Kamiński was first elected to the European Parliament on 16 June 2004. During his first term in the Parliament, he was a Vice-Chairman of the (now defunct) Union for a Europe of Nations group and sat on the European Parliament's Committee on the Internal Market and Consumer Protection. He was a substitute for the Committee on Foreign Affairs, a vice-chair of the Delegation to the ACP-EU Joint Parliamentary Assembly and a substitute for the Delegation for relations with the countries of Central America. He was one of the most active Polish MEPs, and wrote a report examining possible Ukrainian membership of the EU.[15]

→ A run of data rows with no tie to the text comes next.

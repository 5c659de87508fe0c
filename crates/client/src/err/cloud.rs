//! Error taxonomy for Cloud Databases operations.

use thiserror::Error;

/// Every failure a public client operation can surface.
///
/// The client performs no retries and swallows nothing; callers inspect the
/// variant (or the helper predicates) and decide what to do.
#[derive(Error, Debug)]
pub enum CloudDbError {
    /// Connection, DNS or timeout failure before a response was received.
    #[error("transport error: {0}")]
    Transport(#[from] reqwest::Error),

    /// The API answered with a non-2xx status. The raw body is preserved so
    /// callers can interpret API-specific error documents.
    #[error("API error: HTTP {status}: {body}")]
    Api { status: u16, body: String },

    /// A non-empty response body was not valid JSON.
    #[error("decode error: {0}")]
    Decode(#[from] serde_json::Error),

    /// A response decoded fine but an expected field was absent
    /// (e.g. `auth.token.id` in the identity response).
    #[error("decode error: missing field `{0}` in response")]
    MissingField(&'static str),

    /// An operation was attempted before a token was acquired. No request
    /// is issued in this case.
    #[error("no auth token held; call acquire_token() first")]
    Unauthenticated,
}

impl CloudDbError {
    /// Returns true for a 401/403 API response.
    #[must_use]
    pub fn is_unauthorized(&self) -> bool {
        matches!(self, Self::Api { status: 401 | 403, .. })
    }

    /// Returns true for a 404 API response.
    #[must_use]
    pub fn is_not_found(&self) -> bool {
        matches!(self, Self::Api { status: 404, .. })
    }

    /// Returns true for a 5xx API response.
    #[must_use]
    pub fn is_server_error(&self) -> bool {
        matches!(self, Self::Api { status, .. } if (500u16..600).contains(status))
    }
}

Kamiński is considered a key ally of President Lech Kaczyński, as well as being a modernising, moderating influence on Law and Justice in contrast to other Law and Justice politicians such as leader Jarosław Kaczyński.[1] The BBC described him as "a 'spin doctor' – media-savvy, smartly dressed with fashionable spectacles, one of the masterminds of conservative President Lech Kaczynski's successful election campaign in 2005".[16] On 13 July 2007 Kamiński was appointed Secretary of State in the Office of the President of the Republic of Poland, responsible for media policy. He vacated his European Parliament seat on 6 August, and was replaced by Ewa Tomaszewska.

Maiden speech[edit]

In his maiden speech, Kamiński demonstrated his admiration for Margaret Thatcher and Ronald Reagan:[17]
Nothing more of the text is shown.